Choline is an important nutrient involved in multiple biosynthesis pathways. However, whether circulating choline levels are associated with the risk of hypertension (HTN) and artery stenosis in HTN remains unknown. We investigated the correlations of plasma choline with HTN and coronary artery injury and explored the utility of plasma choline as a diagnostic biomarker for HTN and artery stenosis. 193 HTN patients and 154 age- and sex-matched healthy controls (CON) were recruited in this study. Fasting plasma choline was detected using liquid chromatography tandem mass spectrometry.
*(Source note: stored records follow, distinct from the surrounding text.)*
use std::fs::File;
use std::io::{BufRead, BufReader, Write};
use std::path::Path;
use std::process::{Child, Command, Stdio};

use anyhow::Context;
use quarto::Request;
use serde::Deserialize;
use tracing::trace;

/// How to start a bot, as stored in a player config JSON file.
#[derive(Clone, Debug, PartialEq, Eq, Deserialize)]
pub struct PlayerConfig {
    /// The name shown in the results.
    pub nick: String,
    /// The program to run, followed by its arguments.
    pub cmd: Vec<String>,
}

impl PlayerConfig {
    pub fn load(path: &Path) -> anyhow::Result<Self> {
        let file = File::open(path)
            .with_context(|| format!("Could not open player config '{}'", path.display()))?;
        let config: Self = serde_json::from_reader(BufReader::new(file))
            .with_context(|| format!("Invalid player config '{}'", path.display()))?;
        if config.cmd.is_empty() {
            anyhow::bail!("Player config '{}' has an empty cmd", path.display());
        }
        Ok(config)
    }
}

/// A bot that the judge talks to, one JSON line per request and response.
pub struct Player {
    pub name: String,
    stdin: Box<dyn Write>,
    stdout: Box<dyn BufRead>,
    child: Option<Child>,
    // A re-usable buffer for IO.
    // Should always be empty before and after perform_request().
    buf: String,
}

impl Player {
    /// Spawn the bot process. Its stderr is passed through.
    pub fn from_config(config: &PlayerConfig) -> anyhow::Result<Self> {
        let (program, args) = config
            .cmd
            .split_first()
            .context("Player config has an empty cmd")?;
        let mut child_proc = Command::new(program)
            .args(args)
            .stdin(Stdio::piped())
            .stdout(Stdio::piped())
            .spawn()
            .with_context(|| format!("Could not start player {}", config.nick))?;

        let stdin = child_proc.stdin.take().context("Could not access stdin")?;
        let stdout = child_proc.stdout.take().context("Could not access stdout")?;
        let mut player = Self::from_streams(&config.nick, BufReader::new(stdout), stdin);
        player.child = Some(child_proc);
        Ok(player)
    }

    /// A player that reads its responses from `responses` and gets its requests written to `requests`.
    pub fn from_streams(
        name: &str,
        responses: impl BufRead + 'static,
        requests: impl Write + 'static,
    ) -> Self {
        Self {
            name: String::from(name),
            stdin: Box::new(requests),
            stdout: Box::new(responses),
            child: None,
            buf: String::new(),
        }
    }

    pub fn perform_request<T: serde::de::DeserializeOwned + std::fmt::Debug>(
        &mut self,
        req: &Request,
    ) -> anyhow::Result<T> {
        let mut req_json = serde_json::to_string(req)?;
        trace!(name: "Sending request", player = &self.name, request = %req_json);
        req_json.push('\n');
        self.stdin.write_all(req_json.as_bytes())?;
        self.stdin.flush()?;
        self.buf.clear();
        let num_bytes_read = self.stdout.read_line(&mut self.buf)?;
        if num_bytes_read == 0 {
            anyhow::bail!("Player {} closed its output", self.name);
        }
        let serialized_response = self.buf.trim_end();
        let response = serde_json::from_str::<T>(serialized_response).with_context(|| {
            format!(
                "Could not understand response of player {}: {}",
                self.name, serialized_response
            )
        })?;
        trace!(name: "Received response", player = &self.name, response = %serialized_response);
        self.buf.clear();
        Ok(response)
    }

    /// Tell the bot to shut down, and wait for it if it is a process.
    pub fn say_bye(mut self) -> anyhow::Result<()> {
        let mut req_json = serde_json::to_string(&Request::Bye)?;
        req_json.push('\n');
        self.stdin.write_all(req_json.as_bytes())?;
        self.stdin.flush()?;
        if let Some(mut child) = self.child.take() {
            let status = child.wait()?;
            trace!(player = &self.name, %status, "Player exited");
        }
        Ok(())
    }
}
use serde::{Deserialize, Serialize};

use crate::{Board, Piece, PlayerId};

/// Request for a bot to do something.
#[derive(Clone, Debug, PartialEq, Eq, Serialize, Deserialize)]
#[serde(tag = "type")]
pub enum Request {
    /// Request to reset the bot's state for a new game.
    ///
    /// The response should be an [`Okay`].
    NewGame { player: PlayerId },
    /// Request to hand a piece to the opponent.
    ///
    /// The response should be a single [`Piece`] out of `available`.
    SelectPiece {
        board: Board,
        /// The pieces that are not on the board yet, by ascending index.
        available: Vec<Piece>,
    },
    /// Request to place the piece that the opponent selected.
    ///
    /// The response should be a [`Placement`] on an empty cell.
    PlacePiece {
        board: Board,
        piece: Piece,
        /// The pieces that are left after this one, by ascending index.
        available: Vec<Piece>,
    },
    /// The bot should shut down.
    Bye,
}

/// Dummy struct for use in bot communication.
///
/// Used to signal an acknowledgement without data.
#[derive(Clone, Debug, Serialize, Deserialize)]
pub struct Okay();

/// The cell to put a piece on.
#[derive(Clone, Copy, Debug, PartialEq, Eq, Serialize, Deserialize)]
pub struct Placement {
    pub row: usize,
    pub col: usize,
}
Choline levels were significantly higher in HTN without artery stenosis (HTN-AS) than CON (8.07 [7.19-9.24] μM vs 7.03 [6.21-8.13] μM, P<.01) group and were further upregulated in HTN with artery stenosis (HTN+AS) (8.63 [7.09-10.59] μM, P<.01) group. Patients with multivessel disease (MVD) also exhibited higher choline levels than those with single vessel disease (SVD) (8.64 [7.16-10.55] μM vs 8.04(6.74-9.38) μM, P<.01). Increased choline levels were independently associated with the risk of HTN (OR=1.2, 95% CI: 1-1.45, P=.05), HTN+AS (OR=1.27, 95% CI: 1.09-1.48, P<.01), and MVD (OR=1.16, 95% CI: 1.02-1.31, P=.02) after adjustment for multiple risk factors. Receiver operating characteristic (ROC) analysis showed that choline had an area under curve (AUC) score of 0.69, 0.67, and 0.63 in determining HTN, HTN+AS, and MVD. In conclusion, higher choline levels were associated with increased risk of HTN and artery stenosis in hypertensive patients.